(MATERIAL PROVIDED)

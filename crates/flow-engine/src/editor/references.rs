//! Rewriting of step references embedded in settings
//!
//! Settings reference other steps through template blocks such as
//! `{{step_7.output.rows[0]}}`. When steps are pasted under fresh names,
//! references to copied steps must follow the rename; every other reference
//! is kept byte-for-byte, dangling ones included.

use std::collections::HashMap;

use once_cell::sync::Lazy;
use regex::{Captures, Regex};
use serde_json::Value;

use crate::error::Result;
use crate::types::StepName;

/// A `{{ ... }}` template block (never spans a JSON string boundary)
static TEMPLATE_BLOCK: Lazy<Regex> =
    Lazy::new(|| Regex::new(r"\{\{[^{}]*\}\}").expect("template block pattern is valid"));

/// An identifier run inside a template block; only runs naming a renamed step change
static STEP_TOKEN: Lazy<Regex> =
    Lazy::new(|| Regex::new(r"[A-Za-z0-9_]+").expect("step token pattern is valid"));

/// Rewrite step references in a text through `renames`
pub fn rewrite_text(text: &str, renames: &HashMap<StepName, StepName>) -> String {
    TEMPLATE_BLOCK
        .replace_all(text, |block: &Captures| {
            STEP_TOKEN
                .replace_all(&block[0], |token: &Captures| {
                    renames
                        .get(&token[0])
                        .cloned()
                        .unwrap_or_else(|| token[0].to_string())
                })
                .into_owned()
        })
        .into_owned()
}

/// Rewrite step references anywhere in a settings payload.
///
/// The payload is rewritten as JSON text, so references in keys and nested
/// values are covered alike.
pub fn rewrite_references(settings: &Value, renames: &HashMap<StepName, StepName>) -> Result<Value> {
    if renames.is_empty() || settings.is_null() {
        return Ok(settings.clone());
    }
    let text = serde_json::to_string(settings)?;
    let rewritten = rewrite_text(&text, renames);
    if rewritten == text {
        return Ok(settings.clone());
    }
    Ok(serde_json::from_str(&rewritten)?)
}
//! Structural validation for flow versions
//!
//! Checks the invariants every mutation must preserve: a trigger at the
//! root only, non-empty and unique step names, and routers with at least
//! one branch. Acyclicity holds by construction (owned edges).

use std::collections::HashSet;

use crate::navigation::get_all_steps;
use crate::types::{FlowVersion, StepKind};

/// Validation error with location context
#[derive(Debug, Clone, PartialEq, Eq)]
pub enum ValidationError {
    /// The root step is not a trigger
    RootNotTrigger { name: String },
    /// A trigger appears below the root
    NestedTrigger { name: String },
    /// Two steps share a name
    DuplicateStepName { name: String },
    /// A step has an empty name
    EmptyStepName { display_name: String },
    /// A router was created without branches
    RouterWithoutBranches { name: String },
}

impl std::fmt::Display for ValidationError {
    fn fmt(&self, f: &mut std::fmt::Formatter<'_>) -> std::fmt::Result {
        match self {
            Self::RootNotTrigger { name } => {
                write!(f, "Root step '{}' is not a trigger", name)
            }
            Self::NestedTrigger { name } => {
                write!(f, "Trigger '{}' is nested below the root", name)
            }
            Self::DuplicateStepName { name } => {
                write!(f, "Step name '{}' is used more than once", name)
            }
            Self::EmptyStepName { display_name } => {
                write!(f, "Step '{}' has an empty name", display_name)
            }
            Self::RouterWithoutBranches { name } => {
                write!(f, "Router '{}' has no branches", name)
            }
        }
    }
}

impl std::error::Error for ValidationError {}

/// Validate a flow version
///
/// Returns all validation errors found (not just the first).
pub fn validate_flow(flow: &FlowVersion) -> Vec<ValidationError> {
    let mut errors = Vec::new();

    if !flow.trigger.is_trigger() {
        errors.push(ValidationError::RootNotTrigger {
            name: flow.trigger.name.clone(),
        });
    }

    let mut seen = HashSet::new();
    for (position, step) in get_all_steps(&flow.trigger).into_iter().enumerate() {
        if position > 0 && step.is_trigger() {
            errors.push(ValidationError::NestedTrigger {
                name: step.name.clone(),
            });
        }
        if step.name.is_empty() {
            errors.push(ValidationError::EmptyStepName {
                display_name: step.display_name.clone(),
            });
        } else if !seen.insert(step.name.as_str()) {
            errors.push(ValidationError::DuplicateStepName {
                name: step.name.clone(),
            });
        }
        if let StepKind::Router { branches } = &step.kind {
            if branches.is_empty() {
                errors.push(ValidationError::RouterWithoutBranches {
                    name: step.name.clone(),
                });
            }
        }
    }

    errors
}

(End MATERIAL PROVIDED)

- [YOUR TASK]: Reproduce exactly the lines that run from the start of the records to the line with "static TEMPLATE_BLOCK: Lazy<Regex>", both included.

- [OUTPUT OF THE EXERCISE]:
filename crates/flow-engine/src/editor/references.rs
//! Rewriting of step references embedded in settings
//!
//! Settings reference other steps through template blocks such as
//! `{{step_7.output.rows[0]}}`. When steps are pasted under fresh names,
//! references to copied steps must follow the rename; every other reference
//! is kept byte-for-byte, dangling ones included.

use std::collections::HashMap;

use once_cell::sync::Lazy;
use regex::{Captures, Regex};
use serde_json::Value;

use crate::error::Result;
use crate::types::StepName;

/// A `{{ ... }}` template block (never spans a JSON string boundary)
static TEMPLATE_BLOCK: Lazy<Regex> =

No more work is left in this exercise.